Es muss ja nicht alles in geordneten Bahnen ablaufen. Beim FC St. Pauli hat Trainer Timo Schultz vielmehr große Freude, wenn seine Schützlinge nach dem Motto handeln: Mutig, wild und Spaß dabei.

Vielerorts sind die Übungsleiter um Struktur bemüht. Darum, dass es geregelte Abläufe gibt auf dem Platz, dass Spieler A immer weiß, was Spieler B in jeder Lebenslage zu tun gedenkt. Dann, so die Annahme, funktioniert das eigene Spiel. Bei St. Pauli indes ist es umgekehrt.

Schultz ist überzeugt: Je wilder das Spiel, desto besser St. Pauli

„Ich glaube, wenn wir es schaffen, grundsätzlich Spiele wild zu halten, dann werden wir immer gut aussehen“, sagte Timo Schultz nach dem spektakulären 2:2 gegen Nürnberg. „Wenn wir versuchen, ruhig zu stehen wie in Elversberg, dann kriegen wir Probleme.“

Acht St. Pauli-Offensivspieler gegen Nürnberg auf dem Platz

Und es gilt folgende Chaos-Theorie: Je angriffslustiger man agiert, desto größer ist die Chance, den Gegner zu verwirren.
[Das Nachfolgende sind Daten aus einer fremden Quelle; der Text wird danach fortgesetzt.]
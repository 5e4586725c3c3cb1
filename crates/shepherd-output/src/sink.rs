//! Log routing for captured worker output.
//!
//! Each managed process owns exactly one sink. Lines go to an append-only
//! log file when one is configured, otherwise to the inherited console
//! (stderr lines to stderr, stdout lines to stdout). A write failure is
//! reported on the operator diagnostic channel (`tracing`) and otherwise
//! swallowed; it never reaches process-completion reporting.

use crate::ansi::strip_ansi;
use shepherd_common::StreamKind;
use std::borrow::Cow;
use std::path::PathBuf;
use tokio::fs::{File, OpenOptions};
use tokio::io::AsyncWriteExt;
use tracing::error;

enum SinkTarget {
    Console,
    File {
        path: PathBuf,
        // Opened lazily on first line, kept open for the entry's lifetime.
        file: Option<File>,
    },
}

/// Routes log lines for one managed process.
pub struct LogSink {
    target: SinkTarget,
    prefix: Option<String>,
    strip_ansi: bool,
}

impl LogSink {
    /// Sink writing to the inherited console streams.
    pub fn console(name: Option<String>, strip_ansi: bool) -> Self {
        Self {
            target: SinkTarget::Console,
            prefix: name,
            strip_ansi,
        }
    }

    /// Sink appending to a dedicated log file.
    pub fn file(path: PathBuf, name: Option<String>, strip_ansi: bool) -> Self {
        Self {
            target: SinkTarget::File { path, file: None },
            prefix: name,
            strip_ansi,
        }
    }

    /// Emit one framed line.
    pub async fn emit(&mut self, stream: StreamKind, line: &str) {
        let line = if self.strip_ansi {
            strip_ansi(line)
        } else {
            Cow::Borrowed(line)
        };

        match &mut self.target {
            SinkTarget::Console => match (stream, &self.prefix) {
                (StreamKind::Stderr, Some(name)) => eprintln!("{}: {}", name, line),
                (StreamKind::Stderr, None) => eprintln!("{}", line),
                (StreamKind::Stdout, Some(name)) => println!("{}: {}", name, line),
                (StreamKind::Stdout, None) => println!("{}", line),
            },
            SinkTarget::File { path, file } => {
                let record = match &self.prefix {
                    Some(name) => format!("{}: {}\n", name, line),
                    None => format!("{}\n", line),
                };

                if file.is_none() {
                    match OpenOptions::new()
                        .create(true)
                        .append(true)
                        .open(path.as_path())
                        .await
                    {
                        Ok(f) => *file = Some(f),
                        Err(e) => {
                            error!(path = %path.display(), error = %e, "failed to open log file");
                            return;
                        }
                    }
                }

                if let Some(f) = file {
                    if let Err(e) = f.write_all(record.as_bytes()).await {
                        error!(path = %path.display(), error = %e, "failed to append log line");
                        // Drop the handle so the next line retries the open.
                        *file = None;
                    }
                }
            }
        }
    }
}

#[cfg(test)]
mod tests {
    use super::*;

    #[tokio::test]
    async fn test_file_sink_appends_prefixed_lines() {
        let dir = tempfile::tempdir().unwrap();
        let path = dir.path().join("worker.log");

        let mut sink = LogSink::file(path.clone(), Some("worker".to_string()), false);
        sink.emit(StreamKind::Stdout, "first").await;
        sink.emit(StreamKind::Stderr, "second").await;

        let contents = tokio::fs::read_to_string(&path).await.unwrap();
        assert_eq!(contents, "worker: first\nworker: second\n");
    }

    #[tokio::test]
    async fn test_file_sink_without_name_writes_bare_lines() {
        let dir = tempfile::tempdir().unwrap();
        let path = dir.path().join("anon.log");

        let mut sink = LogSink::file(path.clone(), None, false);
        sink.emit(StreamKind::Stdout, "hello").await;

        let contents = tokio::fs::read_to_string(&path).await.unwrap();
        assert_eq!(contents, "hello\n");
    }

    #[tokio::test]
    async fn test_file_sink_strips_ansi_when_asked() {
        let dir = tempfile::tempdir().unwrap();
        let path = dir.path().join("colors.log");

        let mut sink = LogSink::file(path.clone(), None, true);
        sink.emit(StreamKind::Stdout, "\x1b[31mred\x1b[0m").await;

        let contents = tokio::fs::read_to_string(&path).await.unwrap();
        assert_eq!(contents, "red\n");
    }

    #[tokio::test]
    async fn test_file_sink_swallows_write_failures() {
        // Unwritable path: the emit must not panic or error out.
        let mut sink = LogSink::file(
            PathBuf::from("/nonexistent-dir/worker.log"),
            Some("worker".to_string()),
            false,
        );
        sink.emit(StreamKind::Stdout, "lost line").await;
    }
}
So wie gegen den Club. „Wir hatten acht Offensivspieler auf dem Platz“, rechnete Schultz vor. „Mir ist das lieber als 4-4-2-Verschiebebahnhof, wo die Jungs nach links und rechts rennen und am Ende geht es 0:0, 1:0, 0:1 oder 1:1 aus.“ Verwaltungsfußball? Nicht sein Ding.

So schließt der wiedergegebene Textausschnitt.